Item 1283 relates to UBS’ ability to provide financial/real estate advice, not an explanation of same in order to allow counsel to provide legal advice. Accordingly, it would not fall within the protections as an agent in relation to the attorney-client privilege.
 
The new email in item 1285 reflects a question from counsel regarding financial/real estate requirements, reflecting her consultation with UBS for a specialized purpose to enable the provision of legal advice. This substance of this document (other than the first sentence) would fall within the attorney-client privilege as UBS appears to be acting as agent to provide specialized advice in this communication.
 
The new email in item 1288 relates to UBS’ ability to provide financial/real estate advice, not an explanation of same in order to allow counsel to provide legal advice. Accordingly, it would not fall within the protections as an agent in relation to the attorney-client privilege.
 
The new emails in item 1289 and 1305 reflect an exchange where UBS provides specialized information to counsel to enable her to advise her clients and counsel discusses same with UBS. These emails would fall within the attorney-client privilege as UBS appears to be acting as agent for a specialized purpose to enable counsel to provide legal advice.
 
The redactions in the remaining items (1413, 1421, 1426, 1435, 1438, 1441, 1442, 1445, 1446, 1449, 1451, 1459, 1461, 1463, 1466 and 1513) are duplicative of the redactions addressed in items 1283, 1285, 1288, 1289 and 1305.
 
b. Waiver of the Attorney-Client Privilege by Disclosure to a Third Party
Based on a document-by-document assessment, category two items 1285, 1289 and 1305, or portions thereof as described above, would fall within the protection of the attorney-client privilege as UBS appears to be serving a specialized purpose as agent for counsel incident to the provision of legal advice. However, for the same reasons as set forth in Section II(E)(1)(b), the privilege was lost when the communications were shared with a third party.
 
3. The Category Four Documents
As defense counsel conceded at oral argument, given my determination that federal, not state, privilege law applies in this federal question case with pendent state law claims and the absence of any recognized federal accountant-client privilege, the category four documents must be produced, regardless of whether Ms.
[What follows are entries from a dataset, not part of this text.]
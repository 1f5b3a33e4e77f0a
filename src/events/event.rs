//! # Floor events emitted by tellers, customers, and the coordinator.
//!
//! The [`EventKind`] enum classifies every phase transition on the bank
//! floor across three categories:
//! - **Customer events**: arrival, door, queueing, handshake replies, leaving
//! - **Teller events**: pickup, handshake prompts, manager/safe visits, closing
//! - **Coordinator events**: bank closed, grace exceeded
//!
//! The [`Event`] struct carries optional metadata: teller id, customer id,
//! transaction kind, and a free-form reason.
//!
//! ## Ordering guarantees
//! Each event has a globally unique sequence number (`seq`) that increases
//! monotonically. For a single customer the per-phase events are strictly
//! ordered by the handshake itself; `seq` additionally gives a total order
//! across customers for recorders that need one.

use std::sync::Arc;
use std::sync::atomic::{AtomicU64, Ordering as AtomicOrdering};
use std::time::SystemTime;

use crate::requests::Transaction;

/// Global sequence counter for event ordering.
static EVENT_SEQ: AtomicU64 = AtomicU64::new(0);

/// Classification of floor events.
#[derive(Debug, Clone, Copy, PartialEq, Eq)]
pub enum EventKind {
    // === Teller lifecycle ===
    /// Teller opened its window and is ready to serve.
    ///
    /// Sets: `teller`, `at`, `seq`
    TellerReady,

    /// Teller observed the served target and is closing for the day.
    ///
    /// Sets: `teller`, `at`, `seq`
    TellerClosing,

    // === Customer lifecycle ===
    /// Customer is on the way to the bank.
    ///
    /// Sets: `customer`, `transaction`, `at`, `seq`
    CustomerArrived,

    /// Customer is waiting at the door gate.
    ///
    /// Sets: `customer`, `at`, `seq`
    CustomerAtDoor,

    /// Customer passed the door gate and is inside.
    ///
    /// Sets: `customer`, `at`, `seq`
    CustomerEntered,

    /// Customer joined the line (request enqueued).
    ///
    /// Sets: `customer`, `at`, `seq`
    CustomerQueued,

    /// Customer acknowledged completion and left; door slot released.
    ///
    /// Sets: `customer`, `teller`, `at`, `seq`
    CustomerLeft,

    // === Handshake phases (strictly ordered per customer) ===
    /// Teller dequeued the request and recorded its id on it (Assignment).
    ///
    /// Sets: `teller`, `customer`, `at`, `seq`
    ServiceStarted,

    /// Customer read the assigned teller id and introduced itself (Introduction).
    ///
    /// Sets: `customer`, `teller`, `at`, `seq`
    CustomerIntroduced,

    /// Teller asked for the transaction.
    ///
    /// Sets: `teller`, `customer`, `at`, `seq`
    TransactionRequested,

    /// Customer stated the transaction kind.
    ///
    /// Sets: `customer`, `transaction`, `at`, `seq`
    TransactionStated,

    /// Teller went to the manager for withdrawal approval.
    ///
    /// Sets: `teller`, `at`, `seq`
    ManagerRequested,

    /// Teller is inside the manager's office asking for permission.
    ///
    /// Sets: `teller`, `at`, `seq`
    ManagerConsulting,

    /// Teller got the manager's permission (still inside; released next).
    ///
    /// Sets: `teller`, `at`, `seq`
    ManagerApproved,

    /// Teller entered the safe.
    ///
    /// Sets: `teller`, `at`, `seq`
    SafeEntered,

    /// Teller left the safe.
    ///
    /// Sets: `teller`, `at`, `seq`
    SafeLeft,

    /// Teller informed the customer the transaction is complete (Completion).
    ///
    /// Sets: `teller`, `customer`, `transaction`, `at`, `seq`
    TransactionComplete,

    // === Coordinator ===
    /// All customers served and all tellers closed.
    ///
    /// Sets: `at`, `seq`
    BankClosed,

    /// Tellers did not close within the grace period after the last customer.
    ///
    /// Sets: `reason` (still-open tellers), `at`, `seq`
    GraceExceeded,
}

/// Floor event with optional metadata.
///
/// - `seq`: monotonic global sequence for ordering
/// - `at`: wall-clock timestamp (for logs)
/// - other optional fields are set depending on the [`EventKind`]
#[derive(Clone, Debug)]
pub struct Event {
    /// Globally unique, monotonically increasing sequence number.
    pub seq: u64,
    /// Wall-clock timestamp.
    pub at: SystemTime,
    /// Event classification.
    pub kind: EventKind,

    /// Teller id, if applicable.
    pub teller: Option<u32>,
    /// Customer id, if applicable.
    pub customer: Option<u64>,
    /// Transaction kind, if applicable.
    pub transaction: Option<Transaction>,
    /// Human-readable detail (grace diagnostics, etc.).
    pub reason: Option<Arc<str>>,
}

impl Event {
    /// Creates a new event of the given kind with current timestamp and next
    /// sequence number.
    pub fn now(kind: EventKind) -> Self {
        Self {
            seq: EVENT_SEQ.fetch_add(1, AtomicOrdering::Relaxed),
            at: SystemTime::now(),
            kind,
            teller: None,
            customer: None,
            transaction: None,
            reason: None,
        }
    }

    /// Attaches a teller id.
    #[inline]
    pub fn with_teller(mut self, id: u32) -> Self {
        self.teller = Some(id);
        self
    }

    /// Attaches a customer id.
    #[inline]
    pub fn with_customer(mut self, id: u64) -> Self {
        self.customer = Some(id);
        self
    }

    /// Attaches a transaction kind.
    #[inline]
    pub fn with_transaction(mut self, kind: Transaction) -> Self {
        self.transaction = Some(kind);
        self
    }

    /// Attaches a human-readable reason.
    #[inline]
    pub fn with_reason(mut self, reason: impl Into<Arc<str>>) -> Self {
        self.reason = Some(reason.into());
        self
    }
}

#[cfg(test)]
mod tests {
    use super::*;

    #[test]
    fn seq_is_monotonic() {
        let a = Event::now(EventKind::BankClosed);
        let b = Event::now(EventKind::BankClosed);
        assert!(b.seq > a.seq);
    }

    #[test]
    fn builders_set_fields() {
        let ev = Event::now(EventKind::ServiceStarted)
            .with_teller(2)
            .with_customer(17)
            .with_transaction(Transaction::Withdrawal);
        assert_eq!(ev.teller, Some(2));
        assert_eq!(ev.customer, Some(17));
        assert_eq!(ev.transaction, Some(Transaction::Withdrawal));
        assert!(ev.reason.is_none());
    }
}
Wilson served in a dual role as Plaintiff's accountant and Defendant's account with only one engagement letter to Plaintiffs. Further, to the extent that any of the documents include communications from counsel, the delivery of same to Ms. Wilson effected a waiver of any attorney-client privilege that could have protected such documents. There is no indication that Ms. Wilson was engaged to provide specialized services or “translate” any information to enable communications between Defendants and their lawyers. Rather, Ms. Wilson appears to have been engaged as an accountant to render accounting services.
 
*14 Items 651, 658, 778, 793, and 781 were previously produced, and items 893, 894, 895, 896, 897, 973, 974, were recently produced. Thus, these items are no longer at issue.[73] The remaining category four documents (383, 414, 581, 590, 592, 593, 594, 663, 664, 668, 692, 709, 729, 730, 731, 732, 747, 770, 772, 779, 1002, 1003 and 1041) must be produced.
 
4. The Spreadsheet
After Defendant Tonti obtained bank statements from Plaintiffs, she prepared a spreadsheet identifying numerous transactions that she felt warranted scrutiny in connection with the pending litigation. R. Doc. 33-4, at 6. This document was inadvertently produced, and Defendants demanded the return of same. R. Doc. 33, at 5–6. Plaintiffs have properly sequestered it pursuant to Fed. R. Civ. P. 26(b)(5) pending resolution of the claim of privilege and work product.
 
Defendant Tonti has carried her burden to establish that this spreadsheet constitutes a selective compilation of facts from information in Plaintiffs’ possession that was prepared primarily for litigation and not some other business purpose. Therefore, this spreadsheet falls within the work product protections of Rule 26(b)(3). Further, as this work product summary of information comes from bank statements currently in Plaintiff's possession, Plaintiffs cannot satisfy their burden to establish substantial need for the information because they already have the underlying information (i.e., the bank statements). Further, Plaintiffs may learn Defendant Tonti's contentions regarding improper banking transactions via a contention interrogatory pursuant to Fed. R. Civ. P. 33. Accordingly, Plaintiffs cannot establish substantial need for the spreadsheet.
 
In addition, Defendant Tonti prepared and forwarded this summary spreadsheet to counsel in connection with her efforts to obtain legal advice regarding the propriety of the identified transactions. R. Doc. 33-4, at 6. As such, the document also falls within the attorney-client privilege.
 
While it is true that neither the attorney-client privilege nor the work product doctrine protects facts from discovery, this spreadsheet is more than simply a list of facts. It is a selective compilation of transactions that Defendant Tonti sought to discuss with her counsel, prepared to enable her to obtain legal advice in anticipation of litigation. Plaintiffs already have possession of the underlying facts. Accordingly, the document is not subject to discovery based on both the attorney-client privilege and the work product doctrine. Plaintiffs must return or destroy the spreadsheet in accordance with Fed. R. Civ. P. 26(b)(5).
 
F. Rule 37 Request for Fees and Costs
Plaintiffs request that the Court order Defendants to pay fees and costs incurred in filing this Motion to Compel. Rule 37(a)(5) provides:
(A) If the Motion Is Granted (or Disclosure or Discovery Is Provided After Filing). If the motion is granted ... the court must, after giving an opportunity to be heard, require the party or deponent whose conduct necessitated the motion, the party or attorney advising that conduct, or both to pay the movant's reasonable expenses incurred in making the motion, including attorney's fees. But the court must not order this payment if:
(i) the movant filed the motion before attempting in good faith to obtain the disclosure or discovery without court action;
*15 (ii) the opposing party's nondisclosure, response, or objection was substantially justified; or
(iii) other circumstances make an award of expenses unjust.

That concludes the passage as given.